Un jour, vers la tombée de la nuit, Fabrice, cherchant à se faire apercevoir de la Fausta, fut salué par des éclats de rire fort marqués lancés par les buli du comte, qui se trouvaient sur la porte du palais Tanari. Il courut chez lui, prit de bonnes armes et repassa devant ce palais. La Fausta, cachée derrière ses persiennes, attendait ce retour, et lui en tint compte. M ***, jaloux de toute la terre, devint spécialement jaloux de M. Joseph Bossi, et s’emporta en propos ridicules ; sur quoi tous les matins notre héros lui faisait parvenir une lettre qui ne contenait que ces mots :

M. Joseph Bossi détruit les insectes incommodes, et loge au Pelegrino, via Larga, n 79.

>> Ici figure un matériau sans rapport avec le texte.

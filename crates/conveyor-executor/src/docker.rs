//! Docker registry client implementation.

use async_trait::async_trait;
use bollard::Docker;
use bollard::auth::DockerCredentials;
use bollard::image::PushImageOptions;
use conveyor_core::image::{ImageRegistry, ImageTag};
use conveyor_core::{Error, Result};
use futures::StreamExt;
use tracing::{debug, info};

/// Image registry client backed by the local Docker daemon. Pushes go to
/// whatever registry the tag's repository component names; credentials are
/// applied per push.
pub struct DockerRegistry {
    docker: Docker,
    credentials: Option<DockerCredentials>,
}

impl DockerRegistry {
    /// Create a client connected to the local Docker daemon.
    pub fn new() -> Result<Self> {
        let docker = Docker::connect_with_local_defaults()
            .map_err(|e| Error::Authentication(e.to_string()))?;
        Ok(Self {
            docker,
            credentials: None,
        })
    }

    /// Create with a custom Docker client.
    pub fn with_client(docker: Docker) -> Self {
        Self {
            docker,
            credentials: None,
        }
    }

    pub fn with_credentials(mut self, credentials: DockerCredentials) -> Self {
        self.credentials = Some(credentials);
        self
    }
}

#[async_trait]
impl ImageRegistry for DockerRegistry {
    async fn authenticate(&self) -> Result<()> {
        self.docker
            .ping()
            .await
            .map_err(|e| Error::Authentication(format!("docker daemon unreachable: {}", e)))?;
        debug!("Docker daemon reachable");
        Ok(())
    }

    async fn push(&self, tag: &ImageTag) -> Result<()> {
        info!(image = %tag, "Pushing image");

        let options = PushImageOptions {
            tag: tag.tag.clone(),
        };

        let mut stream =
            self.docker
                .push_image(&tag.repository, Some(options), self.credentials.clone());

        while let Some(result) = stream.next().await {
            match result {
                Ok(progress) => {
                    if let Some(message) = progress.error {
                        return Err(Error::Push {
                            tag: tag.uri(),
                            message,
                        });
                    }
                    if let Some(status) = progress.status {
                        debug!(status = %status, "Push progress");
                    }
                }
                Err(e) => {
                    return Err(Error::Push {
                        tag: tag.uri(),
                        message: e.to_string(),
                    });
                }
            }
        }

        info!(image = %tag, "Push complete");
        Ok(())
    }
}
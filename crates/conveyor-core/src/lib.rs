//! Core domain types and traits for the Conveyor delivery pipeline.
//!
//! This crate contains:
//! - Run identifiers and common types
//! - Commit and source-watch types, the `SourceProvider` trait
//! - BuildSpec phases and typed command records, the `CommandRunner` trait
//! - Image tags, the image-definition manifest and the `ImageRegistry` trait
//! - Artifact types and the `ArtifactStore` trait
//! - Pipeline definitions, stage descriptors and run states

pub mod artifact;
pub mod buildspec;
pub mod error;
pub mod id;
pub mod image;
pub mod pipeline;
pub mod source;

pub use error::{Error, Result};
pub use id::RunId;
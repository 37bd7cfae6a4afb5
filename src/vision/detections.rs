//! Precomputed detections loaded from a JSON file.
//!
//! The macOS vision helper writes its results in the `VisionAnalysis`
//! JSON format; this analyzer replays them for any image.

use super::{VisionAnalysis, VisionAnalyzer};
use image::DynamicImage;
use std::path::PathBuf;

/// Analyzer backed by a detections JSON file on disk.
#[derive(Debug, Clone)]
pub struct DetectionFile {
    path: PathBuf,
}

impl DetectionFile {
    pub fn new(path: impl Into<PathBuf>) -> Self {
        Self { path: path.into() }
    }

    /// Read and parse the file synchronously.
    pub fn load(&self) -> Result<VisionAnalysis, String> {
        self.parse(std::fs::read_to_string(&self.path))
    }

    fn parse(&self, read: std::io::Result<String>) -> Result<VisionAnalysis, String> {
        let raw = read.map_err(|e| format!("Failed to read {}: {}", self.path.display(), e))?;
        VisionAnalysis::from_json(&raw)
    }
}

impl VisionAnalyzer for DetectionFile {
    async fn analyze(&self, image: &DynamicImage) -> Result<VisionAnalysis, String> {
        let start = std::time::Instant::now();
        let analysis = self.parse(tokio::fs::read_to_string(&self.path).await)?;
        log::info!(
            "[VISION] Loaded {} rectangles + {} text regions for {}x{} image in {}ms",
            analysis.rectangles.len(),
            analysis.text.len(),
            image.width(),
            image.height(),
            start.elapsed().as_millis()
        );
        Ok(analysis)
    }
}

Le comte M ***, accoutumé aux respects que lui assuraient en tous lieux son énorme fortune, son sang bleu et la bravoure de ses trente domestiques, ne voulut point entendre le langage de ce petit billet.

Fabrice en écrivait d’autres à la Fausta ; M *** mit des espions autour de ce rival, qui peut-être ne déplaisait pas ; d’abord il apprit son véritable nom, et ensuite que pour le moment il ne pouvait se montrer à Parme. Peu de jours après, le comte M ***, ses buli, ses magnifiques chevaux et la Fausta partirent pour Parme.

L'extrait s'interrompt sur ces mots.